---------- Supplied records
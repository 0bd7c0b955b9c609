// Resize notifications with explicit unsubscription.
//
// Listeners are held weakly: a dropped controller is skipped and pruned on the
// next notification instead of being called after disposal.
use std::cell::RefCell;
use std::rc::{Rc, Weak};
use tracing::{debug, warn};

pub trait ResizeListener {
    fn on_resize(&mut self, content_width: f64);
}

#[derive(Debug, Clone, Copy, PartialEq, Eq, Hash)]
pub struct SubscriptionId(u64);

#[derive(Default)]
pub struct ResizeSignal {
    next_id: u64,
    listeners: Vec<(SubscriptionId, Weak<RefCell<dyn ResizeListener>>)>,
}

impl ResizeSignal {
    pub fn new() -> Self {
        Self::default()
    }

    pub fn subscribe<L: ResizeListener + 'static>(&mut self, listener: &Rc<RefCell<L>>) -> SubscriptionId {
        let id = SubscriptionId(self.next_id);
        self.next_id += 1;
        let listener: Rc<RefCell<dyn ResizeListener>> = listener.clone();
        let weak = Rc::downgrade(&listener);
        self.listeners.push((id, weak));
        id
    }

    /// Returns false if the id was not (or no longer) registered.
    pub fn unsubscribe(&mut self, id: SubscriptionId) -> bool {
        let before = self.listeners.len();
        self.listeners.retain(|(sub, _)| *sub != id);
        self.listeners.len() != before
    }

    pub fn listener_count(&self) -> usize {
        self.listeners.len()
    }

    /// Delivers `content_width` synchronously to every live listener and
    /// returns how many were called.
    pub fn notify(&mut self, content_width: f64) -> usize {
        self.listeners.retain(|(_, weak)| weak.strong_count() > 0);

        let mut delivered = 0;
        for (id, weak) in &self.listeners {
            let Some(listener) = weak.upgrade() else { continue };
            let borrowed = listener.try_borrow_mut();
            match borrowed {
                Ok(mut target) => {
                    target.on_resize(content_width);
                    delivered += 1;
                }
                // Listener is mid-update further up the stack
                Err(_) => warn!(?id, "skipping re-entrant resize notification"),
            };
        }
        debug!(content_width, delivered, "resize notified");
        delivered
    }
}

#[cfg(test)]
mod tests {
    use super::*;

    #[derive(Default)]
    struct Recorder {
        widths: Vec<f64>,
    }

    impl ResizeListener for Recorder {
        fn on_resize(&mut self, content_width: f64) {
            self.widths.push(content_width);
        }
    }

    #[test]
    fn test_notify_reaches_subscribers() {
        let mut signal = ResizeSignal::new();
        let a = Rc::new(RefCell::new(Recorder::default()));
        let b = Rc::new(RefCell::new(Recorder::default()));
        signal.subscribe(&a);
        signal.subscribe(&b);

        assert_eq!(signal.notify(640.0), 2);
        assert_eq!(a.borrow().widths, vec![640.0]);
        assert_eq!(b.borrow().widths, vec![640.0]);
    }

    #[test]
    fn test_subscription_does_not_own_listener() {
        let mut signal = ResizeSignal::new();
        let a = Rc::new(RefCell::new(Recorder::default()));
        signal.subscribe(&a);
        assert_eq!(Rc::strong_count(&a), 1);
        assert_eq!(Rc::weak_count(&a), 1);

        // repeated delivery releases each borrow before the next
        assert_eq!(signal.notify(300.0), 1);
        assert_eq!(signal.notify(310.0), 1);
        assert_eq!(a.borrow().widths, vec![300.0, 310.0]);
    }

    #[test]
    fn test_unsubscribe_stops_delivery() {
        let mut signal = ResizeSignal::new();
        let a = Rc::new(RefCell::new(Recorder::default()));
        let id = signal.subscribe(&a);

        assert!(signal.unsubscribe(id));
        assert!(!signal.unsubscribe(id));
        assert_eq!(signal.notify(640.0), 0);
        assert!(a.borrow().widths.is_empty());
    }

    #[test]
    fn test_dropped_listener_is_pruned() {
        let mut signal = ResizeSignal::new();
        let a = Rc::new(RefCell::new(Recorder::default()));
        signal.subscribe(&a);
        drop(a);

        assert_eq!(signal.notify(100.0), 0);
        assert_eq!(signal.listener_count(), 0);
    }

    #[test]
    fn test_borrowed_listener_is_skipped() {
        let mut signal = ResizeSignal::new();
        let a = Rc::new(RefCell::new(Recorder::default()));
        signal.subscribe(&a);

        let guard = a.borrow_mut();
        assert_eq!(signal.notify(100.0), 0);
        drop(guard);
        assert!(a.borrow().widths.is_empty());
    }
}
--------------------
• Work instruction
Copy every line of the entries above in which "target" occurs.

• Output of the exercise
                Ok(mut target) => {
                    target.on_resize(content_width);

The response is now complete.